When people think of open-source software and its luminaries, they tend to think first of Linux and Linus Torvalds. When I asked Torvalds to suggest some other leading lights inside the open-source movement, the first person he named was Brian Behlendorf.
``Brian may not be that well-known to the general public,'' Torvalds said in an e-mail, ``but when it comes to tech people, what's more well-known than Apache?''
What's Apache, you ask? It's the Web server -- the software that dishes up the data your browser translates into a viewable page -- that powers a substantial portion of the world's Web sites: free for the taking, open to programmers who want to extend its capabilities and about as bulletproof as anything on the market. And its existence can be attributed in large part to Behlendorf's work.

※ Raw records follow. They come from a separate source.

/*
Copyright 2025 Connor Nolan

Licensed under the Apache License, Version 2.0 (the "License");
you may not use this file except in compliance with the License.
You may obtain a copy of the License at

    http://www.apache.org/licenses/LICENSE-2.0

Unless required by applicable law or agreed to in writing, software
distributed under the License is distributed on an "AS IS" BASIS,
WITHOUT WARRANTIES OR CONDITIONS OF ANY KIND, either express or implied.
See the License for the specific language governing permissions and
limitations under the License.
*/
//! Operand classifier. Side-effect-free: callers report
//! diagnostics based on the returned mode.

use crate::ast::AddressMode;
use crate::lexer::{is_integer_literal, is_label_name};

pub fn classify_operand(token: &str) -> AddressMode {
    if let Some(rest) = token.strip_prefix('#') {
        return if is_integer_literal(rest) {
            AddressMode::Immediate(rest.parse().unwrap_or(0))
        } else {
            AddressMode::NoAddressing
        };
    }

    if let Some(rest) = token.strip_prefix('&') {
        return if is_label_name(rest) {
            AddressMode::Relative(rest.to_string())
        } else {
            AddressMode::NoAddressing
        };
    }

    if token.starts_with('r') {
        if token.len() == 2 {
            if let Some(d) = token.chars().nth(1).and_then(|c| c.to_digit(10)) {
                if d <= 7 {
                    return AddressMode::Register(d as u8);
                }
            }
        }
        // Starts with 'r' but isn't exactly `r` followed by a digit 0..7:
        // a hard error, never silently reinterpreted as a label, even if
        // it would otherwise satisfy is_label_name (e.g. "read").
        return AddressMode::InvalidAddress;
    }

    if is_label_name(token) {
        return AddressMode::Direct(token.to_string());
    }

    AddressMode::NoAddressing
}

#[cfg(test)]
mod tests {
    use super::*;

    #[test]
    fn classifies_immediate() {
        assert_eq!(classify_operand("#5"), AddressMode::Immediate(5));
        assert_eq!(classify_operand("#-3"), AddressMode::Immediate(-3));
    }

    #[test]
    fn classifies_immediate_with_bad_literal_as_no_addressing() {
        assert_eq!(classify_operand("#abc"), AddressMode::NoAddressing);
    }

    #[test]
    fn classifies_relative() {
        assert_eq!(
            classify_operand("&LOOP"),
            AddressMode::Relative("LOOP".to_string())
        );
    }

    #[test]
    fn classifies_register() {
        assert_eq!(classify_operand("r0"), AddressMode::Register(0));
        assert_eq!(classify_operand("r7"), AddressMode::Register(7));
    }

    #[test]
    fn classifies_out_of_range_register_as_invalid() {
        assert_eq!(classify_operand("r8"), AddressMode::InvalidAddress);
        assert_eq!(classify_operand("r99"), AddressMode::InvalidAddress);
    }

    #[test]
    fn classifies_direct_label() {
        assert_eq!(
            classify_operand("MAIN"),
            AddressMode::Direct("MAIN".to_string())
        );
    }

    #[test]
    fn any_r_prefixed_non_register_token_is_invalid_address() {
        // Any token starting with 'r' that isn't exactly a register form is
        // a hard error, even if it would otherwise be a valid label name.
        assert_eq!(classify_operand("read"), AddressMode::InvalidAddress);
        assert_eq!(classify_operand("r"), AddressMode::InvalidAddress);
    }
}
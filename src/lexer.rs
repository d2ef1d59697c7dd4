/*
Copyright 2025 Connor Nolan

Licensed under the Apache License, Version 2.0 (the "License");
you may not use this file except in compliance with the License.
You may obtain a copy of the License at

    http://www.apache.org/licenses/LICENSE-2.0

Unless required by applicable law or agreed to in writing, software
distributed under the License is distributed on an "AS IS" BASIS,
WITHOUT WARRANTIES OR CONDITIONS OF ANY KIND, either express or implied.
See the License for the specific language governing permissions and
limitations under the License.
*/
//! L1 — lexical helpers. Centralized so label-name and integer-literal
//! rules are accepted/rejected consistently by every caller (macro
//! names, label definitions, operand classification).

pub const MAX_LABEL_LEN: usize = 31;

pub fn is_label_name(s: &str) -> bool {
    if s.is_empty() || s.len() > MAX_LABEL_LEN {
        return false;
    }
    let mut chars = s.chars();
    let first = chars.next().unwrap();
    if !first.is_ascii_alphabetic() {
        return false;
    }
    chars.all(|c| c.is_ascii_alphanumeric())
}

/// `is_label_name` augmented with underscores, used for macro names only.
pub fn is_macro_name(s: &str) -> bool {
    if s.is_empty() || s.len() > MAX_LABEL_LEN {
        return false;
    }
    let mut chars = s.chars();
    let first = chars.next().unwrap();
    if !first.is_ascii_alphabetic() {
        return false;
    }
    chars.all(|c| c.is_ascii_alphanumeric() || c == '_')
}

pub fn is_integer_literal(s: &str) -> bool {
    let rest = s.strip_prefix(['+', '-']).unwrap_or(s);
    !rest.is_empty() && rest.chars().all(|c| c.is_ascii_digit())
}

/// Returns the text before a trailing `:` when the first whitespace-delimited
/// token of `line` ends in `:` (and the `:` is not embedded earlier in the
/// token). Otherwise returns the empty string.
pub fn read_label_prefix(line: &str) -> &str {
    let trimmed = line.trim_start();
    let first_token = match trimmed.split_whitespace().next() {
        Some(t) => t,
        None => return "",
    };
    match first_token.strip_suffix(':') {
        Some(name) if !name.is_empty() && !name.contains(':') => name,
        _ => "",
    }
}

/// Splits leading whitespace off `line`, returning the remainder.
pub fn skip_whitespace(line: &str) -> &str {
    line.trim_start()
}

/// True if the line (after whitespace skipping) is empty or a comment.
pub fn is_blank_or_comment(line: &str) -> bool {
    let trimmed = skip_whitespace(line);
    trimmed.is_empty() || trimmed.starts_with(';')
}

/// Splits `s` on the first run of whitespace, returning (token, rest).
/// `rest` still has its own leading whitespace trimmed.
pub fn next_token(s: &str) -> (&str, &str) {
    let s = s.trim_start();
    match s.find(char::is_whitespace) {
        Some(idx) => (&s[..idx], s[idx..].trim_start()),
        None => (s, ""),
    }
}

#[cfg(test)]
mod tests {
    use super::*;

    #[test]
    fn label_name_accepts_alnum_starting_with_letter() {
        assert!(is_label_name("A"));
        assert!(is_label_name("Main2"));
        assert!(!is_label_name("2Main"));
        assert!(!is_label_name(""));
    }

    #[test]
    fn label_name_rejects_over_length() {
        let long = "a".repeat(32);
        assert!(!is_label_name(&long));
        let ok = "a".repeat(31);
        assert!(is_label_name(&ok));
    }

    #[test]
    fn integer_literal_accepts_sign_and_digits() {
        assert!(is_integer_literal("123"));
        assert!(is_integer_literal("+5"));
        assert!(is_integer_literal("-2"));
        assert!(!is_integer_literal("-"));
        assert!(!is_integer_literal("1.5"));
        assert!(!is_integer_literal(""));
    }

    #[test]
    fn label_prefix_extracted_when_colon_present() {
        assert_eq!(read_label_prefix("MAIN: mov r1, r2"), "MAIN");
        assert_eq!(read_label_prefix("  X: .data 1"), "X");
    }

    #[test]
    fn label_prefix_absent_returns_empty() {
        assert_eq!(read_label_prefix("mov r1, r2"), "");
        assert_eq!(read_label_prefix(""), "");
    }

    #[test]
    fn label_prefix_rejects_embedded_colon() {
        assert_eq!(read_label_prefix("A:B: mov r1, r2"), "");
    }
}
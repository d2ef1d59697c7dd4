/*
Copyright 2025 Connor Nolan

Licensed under the Apache License, Version 2.0 (the "License");
you may not use this file except in compliance with the License.
You may obtain a copy of the License at

    http://www.apache.org/licenses/LICENSE-2.0

Unless required by applicable law or agreed to in writing, software
distributed under the License is distributed on an "AS IS" BASIS,
WITHOUT WARRANTIES OR CONDITIONS OF ANY KIND, either express or implied.
See the License for the specific language governing permissions and
limitations under the License.
*/
//! Shared data-model types used across the pipeline. Instruction words are
//! plain records plus an explicit `encode_to_u24` function rather than
//! bit-field-packed structs: field layout is never relied upon.

use std::path::PathBuf;

/// A line of (macro-)expanded source, with its 1-based line number and
/// originating file. Immutable within a pass.
#[derive(Debug, Clone)]
pub struct SourceLine {
    pub file: PathBuf,
    pub line_number: usize,
    pub text: String,
}

impl SourceLine {
    pub fn file_display(&self) -> String {
        self.file.display().to_string()
    }
}

#[derive(Debug, Clone, Copy, PartialEq, Eq)]
pub enum SymbolKind {
    Code,
    Data,
    Entry,
    Extern,
}

/// Three-bit relocation tag. Exactly one bit is set per resolved word.
#[derive(Debug, Clone, Copy, PartialEq, Eq)]
pub enum Are {
    Absolute,
    Relocatable,
    External,
}

impl Are {
    pub const fn bits(self) -> u32 {
        match self {
            Are::Absolute => 0b100,
            Are::Relocatable => 0b010,
            Are::External => 0b001,
        }
    }
}

/// The result of classifying a textual operand. `NoAddressing` and
/// `InvalidAddress` are error states rather than addressing modes, but are
/// represented here since the classifier is a pure, side-effect-free
/// function over these five outcomes.
#[derive(Debug, Clone, PartialEq, Eq)]
pub enum AddressMode {
    Immediate(i32),
    Direct(String),
    Relative(String),
    Register(u8),
    NoAddressing,
    InvalidAddress,
}

impl AddressMode {
    /// The 2-bit mode field used in the instruction word for this operand,
    /// if the operand ultimately occupies an addressing-mode position.
    pub fn mode_bits(&self) -> u32 {
        match self {
            AddressMode::Immediate(_) => 0,
            AddressMode::Direct(_) => 1,
            AddressMode::Relative(_) => 2,
            AddressMode::Register(_) => 3,
            AddressMode::NoAddressing | AddressMode::InvalidAddress => {
                unreachable!("error addressing modes never reach encoding")
            }
        }
    }
}

#[derive(Debug, Clone, Copy, PartialEq, Eq)]
pub struct InstructionWord {
    pub opcode: u8,
    pub src_mode: u8,
    pub src_reg: u8,
    pub dest_mode: u8,
    pub dest_reg: u8,
    pub func: u8,
    pub are: Are,
}

impl InstructionWord {
    pub fn encode_to_u24(&self) -> u32 {
        ((self.opcode as u32 & 0x3F) << 18)
            | ((self.src_mode as u32 & 0x3) << 16)
            | ((self.src_reg as u32 & 0x7) << 13)
            | ((self.dest_mode as u32 & 0x3) << 11)
            | ((self.dest_reg as u32 & 0x7) << 8)
            | ((self.func as u32 & 0x1F) << 3)
            | (self.are.bits() & 0x7)
    }
}

#[derive(Debug, Clone, Copy, PartialEq, Eq)]
pub struct DataWord {
    pub value: i32,
    pub are: Are,
}

impl DataWord {
    pub fn encode_to_u24(&self) -> u32 {
        let value_bits = (self.value as u32) & 0x1F_FFFF;
        (value_bits << 3) | (self.are.bits() & 0x7)
    }
}

/// A dense code-image cell. Empty cells (`None`) are "reserved" slots
/// awaiting a second-pass fill-in (I6).
#[derive(Debug, Clone, Copy, PartialEq, Eq)]
pub enum MachineCell {
    Instruction(InstructionWord),
    Operand(DataWord),
}

impl MachineCell {
    pub fn encode_to_u24(&self) -> u32 {
        match self {
            MachineCell::Instruction(w) => w.encode_to_u24(),
            MachineCell::Operand(w) => w.encode_to_u24(),
        }
    }
}

/// Fixed wire constant: code addressing starts at 100.
pub const IC_START: u32 = 100;

#[derive(Debug, Clone, Copy, PartialEq, Eq)]
pub struct CodeImageOverflow;

/// Dense, index-addressable code image bounded by a configurable capacity,
/// with a defined failure on overflow. Addresses are absolute (`IC_START`
/// and up); the backing store is indexed by `addr - IC_START`.
#[derive(Debug, Clone)]
pub struct CodeImage {
    cells: Vec<Option<MachineCell>>,
    lengths: std::collections::HashMap<u32, u8>,
    capacity: usize,
}

impl CodeImage {
    pub fn new(capacity: usize) -> Self {
        CodeImage {
            cells: Vec::new(),
            lengths: std::collections::HashMap::new(),
            capacity,
        }
    }

    fn index_of(&self, addr: u32) -> usize {
        (addr - IC_START) as usize
    }

    /// Writes `cell` at `addr`, growing the backing store as needed.
    /// Fails once `addr` would exceed the configured capacity (I5).
    pub fn set(&mut self, addr: u32, cell: MachineCell) -> Result<(), CodeImageOverflow> {
        let idx = self.index_of(addr);
        if idx >= self.capacity {
            return Err(CodeImageOverflow);
        }
        if idx >= self.cells.len() {
            self.cells.resize(idx + 1, None);
        }
        self.cells[idx] = Some(cell);
        Ok(())
    }

    /// Reserves a cell (leaves it empty) without writing a value yet,
    /// still subject to the capacity check.
    pub fn reserve(&mut self, addr: u32) -> Result<(), CodeImageOverflow> {
        let idx = self.index_of(addr);
        if idx >= self.capacity {
            return Err(CodeImageOverflow);
        }
        if idx >= self.cells.len() {
            self.cells.resize(idx + 1, None);
        }
        Ok(())
    }

    pub fn get(&self, addr: u32) -> Option<&MachineCell> {
        self.cells.get(self.index_of(addr)).and_then(|c| c.as_ref())
    }

    pub fn set_length(&mut self, addr: u32, length: u8) {
        self.lengths.insert(addr, length);
    }

    pub fn length_at(&self, addr: u32) -> Option<u8> {
        self.lengths.get(&addr).copied()
    }

    pub fn len(&self) -> usize {
        self.cells.len()
    }

    pub fn capacity_hint(&self) -> usize {
        self.capacity
    }

    pub fn is_empty(&self) -> bool {
        self.cells.is_empty()
    }

    /// Populated cells in address order, as (address, cell) pairs.
    pub fn iter_filled(&self) -> impl Iterator<Item = (u32, &MachineCell)> {
        self.cells
            .iter()
            .enumerate()
            .filter_map(move |(idx, cell)| {
                cell.as_ref().map(|c| (idx as u32 + IC_START, c))
            })
    }
}
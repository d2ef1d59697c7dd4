/*
Copyright 2025 Connor Nolan

Licensed under the Apache License, Version 2.0 (the "License");
you may not use this file except in compliance with the License.
You may obtain a copy of the License at

    http://www.apache.org/licenses/LICENSE-2.0

Unless required by applicable law or agreed to in writing, software
distributed under the License is distributed on an "AS IS" BASIS,
WITHOUT WARRANTIES OR CONDITIONS OF ANY KIND, either express or implied.
See the License for the specific language governing permissions and
limitations under the License.
*/
//! Second pass: re-scans the expanded source, resolves
//! labels, fills reserved cells, records external reference sites, and
//! promotes `.entry` symbols.

use crate::assembler::first_pass::{parse_operand_list, split_label};
use crate::assembler::operand::classify_operand;
use crate::assembler::symbol_table::{PromoteError, SymbolTable};
use crate::assembler::tables::{lookup_directive, lookup_mnemonic, DirKind};
use crate::ast::{AddressMode, Are, CodeImage, DataWord, MachineCell, SymbolKind, IC_START};
use crate::errors::AssemblyError;
use crate::lexer::{is_blank_or_comment, next_token};

pub fn run(
    source: &str,
    file: &str,
    code_image: &mut CodeImage,
    symbols: &mut SymbolTable,
) -> Result<(), AssemblyError> {
    let mut ic = IC_START;

    for (idx, line) in source.lines().enumerate() {
        let line_number = idx + 1;

        if is_blank_or_comment(line) {
            continue;
        }

        let trimmed = line.trim_start();
        let (label, remainder) = split_label(trimmed);
        let (op_token, operand_str) = next_token(remainder);

        if op_token.starts_with('.') {
            let dir_kind = lookup_directive(op_token).ok_or_else(|| {
                AssemblyError::directive(
                    file,
                    line_number,
                    format!("unknown directive '{}'", op_token),
                )
            })?;
            if dir_kind == DirKind::Entry {
                process_entry(operand_str, line_number, file, symbols)?;
            }
            continue;
        }

        let _ = label; // labels on instruction lines are already in the table

        let entry = lookup_mnemonic(op_token).ok_or_else(|| {
            AssemblyError::structural(
                file,
                line_number,
                format!("unknown mnemonic '{}'", op_token),
            )
        })?;

        let operand_tokens = parse_operand_list(operand_str, file, line_number, op_token)?;
        let modes: Vec<AddressMode> = operand_tokens.iter().map(|t| classify_operand(t)).collect();

        let instruction_start = ic;
        let length = code_image.length_at(instruction_start).ok_or_else(|| {
            AssemblyError::structural(
                file,
                line_number,
                format!("no instruction recorded at address {}", instruction_start),
            )
        })?;

        let mut cursor = instruction_start + 1;
        for mode in &modes {
            match mode {
                AddressMode::Register(_) => {}
                AddressMode::Immediate(_) => {
                    cursor += 1;
                }
                AddressMode::Direct(name) => {
                    let symbol = symbols.find(name).cloned().ok_or_else(|| {
                        AssemblyError::structural(
                            file,
                            line_number,
                            format!("undefined label '{}'", name),
                        )
                    })?;
                    let are = if symbol.kind == SymbolKind::Extern {
                        Are::External
                    } else {
                        Are::Relocatable
                    };
                    code_image
                        .set(
                            cursor,
                            MachineCell::Operand(DataWord {
                                value: symbol.address as i32,
                                are,
                            }),
                        )
                        .expect("cell was reserved in the first pass");
                    if symbol.kind == SymbolKind::Extern {
                        symbols.append_reference(name, cursor);
                    }
                    cursor += 1;
                }
                AddressMode::Relative(name) => {
                    let symbol = symbols
                        .find(name)
                        .filter(|s| s.is_code_address())
                        .cloned()
                        .ok_or_else(|| {
                            AssemblyError::structural(
                                file,
                                line_number,
                                format!("relative addressing target '{}' is not a code label", name),
                            )
                        })?;
                    let value = symbol.address as i32 - instruction_start as i32;
                    code_image
                        .set(
                            cursor,
                            MachineCell::Operand(DataWord {
                                value,
                                are: Are::Absolute,
                            }),
                        )
                        .expect("cell was reserved in the first pass");
                    cursor += 1;
                }
                AddressMode::NoAddressing | AddressMode::InvalidAddress => unreachable!(),
            }
        }

        ic = instruction_start + length as u32;
    }

    Ok(())
}

fn process_entry(
    operand_str: &str,
    line_number: usize,
    file: &str,
    symbols: &mut SymbolTable,
) -> Result<(), AssemblyError> {
    let (name, _) = next_token(operand_str);
    symbols.promote_to_entry(name).map_err(|e| match e {
        PromoteError::Undefined => AssemblyError::structural(
            file,
            line_number,
            format!("'.entry' target '{}' is undefined", name),
        ),
        PromoteError::AlreadyExtern => AssemblyError::structural(
            file,
            line_number,
            format!("'{}' cannot be both entry and extern", name),
        ),
    })
}
/*
Copyright 2025 Connor Nolan

Licensed under the Apache License, Version 2.0 (the "License");
you may not use this file except in compliance with the License.
You may obtain a copy of the License at

    http://www.apache.org/licenses/LICENSE-2.0

Unless required by applicable law or agreed to in writing, software
distributed under the License is distributed on an "AS IS" BASIS,
WITHOUT WARRANTIES OR CONDITIONS OF ANY KIND, either express or implied.
See the License for the specific language governing permissions and
limitations under the License.
*/
use anyhow::Result;
use std::collections::HashMap;
use std::fs;
use std::path::{Path, PathBuf};

/// Abstracts over where source text comes from so the core pipeline
/// never touches `std::fs` directly.
pub trait SourceReader {
    fn read_to_string(&self, path: &Path) -> Result<String>;
}

/// The artifact-sink counterpart: where `.am`/`.ob`/`.ent`/`.ext` land.
pub trait ArtifactSink {
    fn write(&self, path: &Path, contents: &str) -> Result<()>;
}

// production file reader/writer
pub struct FsIo;

impl SourceReader for FsIo {
    fn read_to_string(&self, path: &Path) -> Result<String> {
        Ok(fs::read_to_string(path)?)
    }
}

impl ArtifactSink for FsIo {
    fn write(&self, path: &Path, contents: &str) -> Result<()> {
        Ok(fs::write(path, contents)?)
    }
}

// in-memory double for tests
#[derive(Default)]
pub struct MockFileReader {
    files: HashMap<PathBuf, String>,
    pub written: std::cell::RefCell<HashMap<PathBuf, String>>,
}

impl MockFileReader {
    pub fn add_file(&mut self, path: &str, content: &str) {
        self.files.insert(PathBuf::from(path), content.to_string());
    }

    pub fn written_file(&self, path: &str) -> Option<String> {
        self.written.borrow().get(&PathBuf::from(path)).cloned()
    }
}

impl SourceReader for MockFileReader {
    fn read_to_string(&self, path: &Path) -> Result<String> {
        self.files
            .get(path)
            .cloned()
            .ok_or_else(|| anyhow::anyhow!("Mock file not found: {}", path.display()))
    }
}

impl ArtifactSink for MockFileReader {
    fn write(&self, path: &Path, contents: &str) -> Result<()> {
        self.written
            .borrow_mut()
            .insert(path.to_path_buf(), contents.to_string());
        Ok(())
    }
}
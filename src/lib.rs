/*
Copyright 2025 Connor Nolan

Licensed under the Apache License, Version 2.0 (the "License");
you may not use this file except in compliance with the License.
You may obtain a copy of the License at

    http://www.apache.org/licenses/LICENSE-2.0

Unless required by applicable law or agreed to in writing, software
distributed under the License is distributed on an "AS IS" BASIS,
WITHOUT WARRANTIES OR CONDITIONS OF ANY KIND, either express or implied.
See the License for the specific language governing permissions and
limitations under the License.
*/
//! Library surface: the pipeline is a pure function of source text plus
//! configuration, with file I/O pushed out behind `SourceReader`/
//! `ArtifactSink` so the core stays testable without touching disk.

pub mod assembler;
pub mod ast;
pub mod config;
pub mod errors;
pub mod file_reader;
pub mod lexer;
pub mod preprocessor;

use anyhow::Context;
use assembler::serializer::ObjectArtifacts;
use config::AssemblyConfig;
use errors::AssemblyError;
use file_reader::{ArtifactSink, SourceReader};

/// Runs the full pipeline — macro expansion, both passes, serialization —
/// over already-loaded source text. The counterpart to
/// `assembler::assemble_expanded` that additionally performs macro
/// expansion, split out so callers needing the idempotence property
/// (re-running on the `.am` output reproduces the same artifacts) can call
/// `assembler::assemble_expanded` directly and skip this step.
pub fn assemble(source: &str, file: &str, config: &AssemblyConfig) -> Result<(String, ObjectArtifacts), AssemblyError> {
    let expanded = preprocessor::expand(source, file, &config.macros)?;
    let artifacts = assembler::assemble_expanded(&expanded, file, config)?;
    Ok((expanded, artifacts))
}

/// Runs the pipeline for one basename against a `SourceReader`/
/// `ArtifactSink` pair: reads `<basename>.as`, writes `<basename>.am`, and
/// on success writes `<basename>.ob` plus `<basename>.ent`/`<basename>.ext`
/// when the program produced entry or external-reference records.
pub fn assemble_basename<R: SourceReader, W: ArtifactSink>(
    reader: &R,
    writer: &W,
    basename: &str,
    config: &AssemblyConfig,
) -> Result<(), AssemblyError> {
    let source_path = format!("{basename}.as");
    let source = reader
        .read_to_string(std::path::Path::new(&source_path))
        .with_context(|| format!("failed to read {source_path}"))
        .map_err(|e| AssemblyError::Io(e.to_string()))?;

    let (expanded, artifacts) = assemble(&source, &source_path, config)?;

    let am_path = format!("{basename}.am");
    writer
        .write(std::path::Path::new(&am_path), &expanded)
        .with_context(|| format!("failed to write {am_path}"))
        .map_err(|e| AssemblyError::Io(e.to_string()))?;

    let ob_path = format!("{basename}.ob");
    writer
        .write(std::path::Path::new(&ob_path), &artifacts.object)
        .with_context(|| format!("failed to write {ob_path}"))
        .map_err(|e| AssemblyError::Io(e.to_string()))?;

    if let Some(entries) = &artifacts.entries {
        let ent_path = format!("{basename}.ent");
        writer
            .write(std::path::Path::new(&ent_path), entries)
            .with_context(|| format!("failed to write {ent_path}"))
            .map_err(|e| AssemblyError::Io(e.to_string()))?;
    }

    if let Some(externals) = &artifacts.externals {
        let ext_path = format!("{basename}.ext");
        writer
            .write(std::path::Path::new(&ext_path), externals)
            .with_context(|| format!("failed to write {ext_path}"))
            .map_err(|e| AssemblyError::Io(e.to_string()))?;
    }

    Ok(())
}
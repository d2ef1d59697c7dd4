/*
Copyright 2025 Connor Nolan

Licensed under the Apache License, Version 2.0 (the "License");
you may not use this file except in compliance with the License.
You may obtain a copy of the License at

    http://www.apache.org/licenses/LICENSE-2.0

Unless required by applicable law or agreed to in writing, software
distributed under the License is distributed on an "AS IS" BASIS,
WITHOUT WARRANTIES OR CONDITIONS OF ANY KIND, either express or implied.
See the License for the specific language governing permissions and
limitations under the License.
*/
//! Assembly pipeline orchestration: wires the two passes together and
//! hands the result to the serializer.

pub mod encoder;
pub mod first_pass;
pub mod operand;
pub mod second_pass;
pub mod serializer;
pub mod symbol_table;
pub mod tables;

use crate::config::AssemblyConfig;
use crate::errors::AssemblyError;
use serializer::ObjectArtifacts;

/// Runs the first pass, second pass, and serializer over already-expanded
/// source (macro preprocessing is a separate, earlier step — see
/// `crate::preprocessor::expand` and `crate::assemble`). Exposed directly so
/// callers can re-run an already-expanded `.am` file and get back the same
/// artifacts without invoking the preprocessor a second time.
pub fn assemble_expanded(source: &str, file: &str, config: &AssemblyConfig) -> Result<ObjectArtifacts, AssemblyError> {
    let mut output = first_pass::run(source, file, config)?;

    // Data symbols are recorded as DC-relative offsets during the first
    // pass; rebasing into absolute addresses happens as its own step here,
    // not inside the pass.
    output.symbols.rebase_data_symbols(output.final_ic);

    second_pass::run(source, file, &mut output.code_image, &mut output.symbols)?;

    Ok(serializer::serialize(&output.code_image, &output.data_image, &output.symbols))
}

He was a student at the University of California-Berkeley in the early 1990s when he got excited by the emerging Web. And he took a lead role in turning an early Web server from the National Center for Supercomputing Applications at the University of Illinois at Urbana-Champaign into a stable, ongoing development project.
Behlendorf grew up near NASA's Jet Propulsion Laboratory in Southern California, in a community where scientists' kids went to school. ``You could be cool and geeky at the same time,'' he said.
He was going to major in physics at Berkeley, but migrated toward computer science as he discovered the potential of the Net. He set up Wired magazine's first Web site, and helped create some of the earliest sites for major companies. Currently he's the chief technology officer at CollabNet in Burlingame, a company he co-founded to provide tools for people doing development projects in disparate locations.
In the late 1990s, Behlendorf and the Apache team created the Apache Software Foundation (www.apache.org). The mission was to maintain and upgrade Apache and related Web projects, and to keep up the community spirit that helped make it so successful. Behlendorf served as president of the foundation for three years, and remains on its board of directors.